Make UK comment on interest rates
Commenting on the rise in interest rates Stephen Phipson, Chief Executive of Make UK, said:
“The Bank is caught between a rock and a hard place in having to raise interest rates to try and curb inflation, most of which is generated internationally, in the face of a clearly slowing economy. However, it is especially poor timing for the manufacturing sector which has already begun to put the brakes on investment intentions as firms divert attention to maintaining day to day operations.
“The Bank should be wary of over acting in these sensitive times, however, as repeated increases in rates signals to the financial markets there is more to come. Relatively low-cost borrowing is currently one of the few last lines of defence for manufacturers, with cashflow under pressure thanks to a potent cocktail of high energy, transport and raw material costs. Increasing the cost of finance is the last thing they need to add to their current challenges.

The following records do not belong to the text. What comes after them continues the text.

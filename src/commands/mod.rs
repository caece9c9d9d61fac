mod backfill;
mod fetch;
mod import;
mod summary;

use clap::{Parser, Subcommand};
use log::info;
use std::path::PathBuf;

use crate::config::TrackerConfig;
use crate::error::Result;
use crate::report::RunReport;
use crate::store::PollStore;
use crate::tasks::enrichment::EnrichmentOptions;

/// Keeps the 2028 Democratic primary poll file current
#[derive(Parser, Debug)]
#[command(name = "poll-tracker")]
#[command(version)]
pub struct Cli {
    /// Poll store file (default: public/polls.json)
    #[arg(long, global = true, env = "POLLS_FILE")]
    pub polls_file: Option<PathBuf>,

    #[command(subcommand)]
    pub command: Command,
}

#[derive(Subcommand, Debug)]
pub enum Command {
    /// Search for newly published polls and add them
    Fetch {
        /// Run everything but do not write the store
        #[arg(long)]
        dry_run: bool,
    },

    /// Fill in missing candidate numbers for incomplete polls
    Backfill {
        /// Minimum missing candidates to trigger backfill
        #[arg(long, default_value_t = 3)]
        min_missing: usize,

        /// Max polls to process
        #[arg(long, default_value_t = 20)]
        limit: usize,

        /// Only backfill pollsters whose name contains this
        #[arg(long)]
        pollster: Option<String>,

        /// Run everything but do not write the store
        #[arg(long)]
        dry_run: bool,
    },

    /// Ingest raw poll records from a JSON file
    Import {
        /// JSON array (or single object) of poll records
        #[arg(value_name = "FILE")]
        file: PathBuf,

        #[arg(long)]
        dry_run: bool,
    },

    /// Print weighted polling averages
    Summary {
        #[arg(long, default_value_t = 10)]
        top: usize,
    },
}

impl Command {
    fn dry_run(&self) -> bool {
        match self {
            Command::Fetch { dry_run } | Command::Backfill { dry_run, .. } | Command::Import { dry_run, .. } => {
                *dry_run
            }
            Command::Summary { .. } => true,
        }
    }
}

pub async fn run(cli: Cli) -> Result<()> {
    let mut config = TrackerConfig::from_env()?;
    if let Some(path) = cli.polls_file {
        config = config.with_polls_file(path);
    }

    let mut store = PollStore::open(&config.polls_file, &config)?;
    info!("Loaded {} existing polls from {}", store.len(), config.polls_file.display());

    let mut report = RunReport::new();
    let dry_run = cli.command.dry_run();

    match cli.command {
        Command::Fetch { .. } => fetch::run(&mut store, &config, &mut report).await?,
        Command::Backfill {
            min_missing,
            limit,
            pollster,
            ..
        } => {
            let options = EnrichmentOptions {
                min_missing,
                limit,
                pollster,
            };
            backfill::run(&mut store, &config, &options, &mut report).await?
        }
        Command::Import { file, .. } => import::run(&file, &mut store, &config, &mut report)?,
        Command::Summary { top } => {
            summary::run(&store, &config, top);
            return Ok(());
        }
    }

    report.log_summary();
    finish(&mut store, dry_run)
}

// Single whole-store write at the end of a run
fn finish(store: &mut PollStore, dry_run: bool) -> Result<()> {
    if dry_run {
        info!("Dry run: store not written");
        return Ok(());
    }
    if !store.is_modified() {
        info!("No changes to save");
        return Ok(());
    }
    store.save()
}

#[cfg(test)]
mod tests {
    use super::*;
    use clap::CommandFactory;

    #[test]
    fn cli_definition_is_consistent() {
        Cli::command().debug_assert();
    }

    #[test]
    fn backfill_flags_and_defaults() {
        let cli = Cli::parse_from(["poll-tracker", "backfill", "--pollster", "Emerson", "--dry-run"]);
        match cli.command {
            Command::Backfill {
                min_missing,
                limit,
                pollster,
                dry_run,
            } => {
                assert_eq!(min_missing, 3);
                assert_eq!(limit, 20);
                assert_eq!(pollster.as_deref(), Some("Emerson"));
                assert!(dry_run);
            }
            other => panic!("unexpected command {:?}", other),
        }
    }

    #[test]
    fn polls_file_is_global() {
        let cli = Cli::parse_from(["poll-tracker", "import", "new.json", "--polls-file", "/tmp/polls.json"]);
        assert_eq!(cli.polls_file, Some(PathBuf::from("/tmp/polls.json")));
        assert!(!cli.command.dry_run());
    }

    #[test]
    fn dry_run_skips_the_write() {
        let dir = tempfile::tempdir().unwrap();
        let path = dir.path().join("polls.json");
        let config = TrackerConfig::default();
        let mut store = PollStore::open(&path, &config).unwrap();

        finish(&mut store, false).unwrap();
        assert!(!path.exists(), "unchanged store is not written");

        let raw = crate::models::RawPoll::from_value(serde_json::json!({
            "pollster": "Marist", "date": "2025-05-01", "harris": 30.0
        }))
        .unwrap();
        crate::reconcile::ingest(&mut store, &raw, &config, &mut RunReport::new());
        finish(&mut store, true).unwrap();
        assert!(!path.exists());
        finish(&mut store, false).unwrap();
        assert!(path.exists());
    }
}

“Government must now do more to tackle the growing cost of living and the cost of doing business which is currently at the highest level in seventy years, in particular with relief on VAT and taxation. This must be accompanied by measures to produce cheaper and greener energy supplies at home to reduce our reliance on overseas, and ensuring firms can access the skilled workers they need. This will all bolster business resilience and agility and help firms withstand further challenging input cost increases.”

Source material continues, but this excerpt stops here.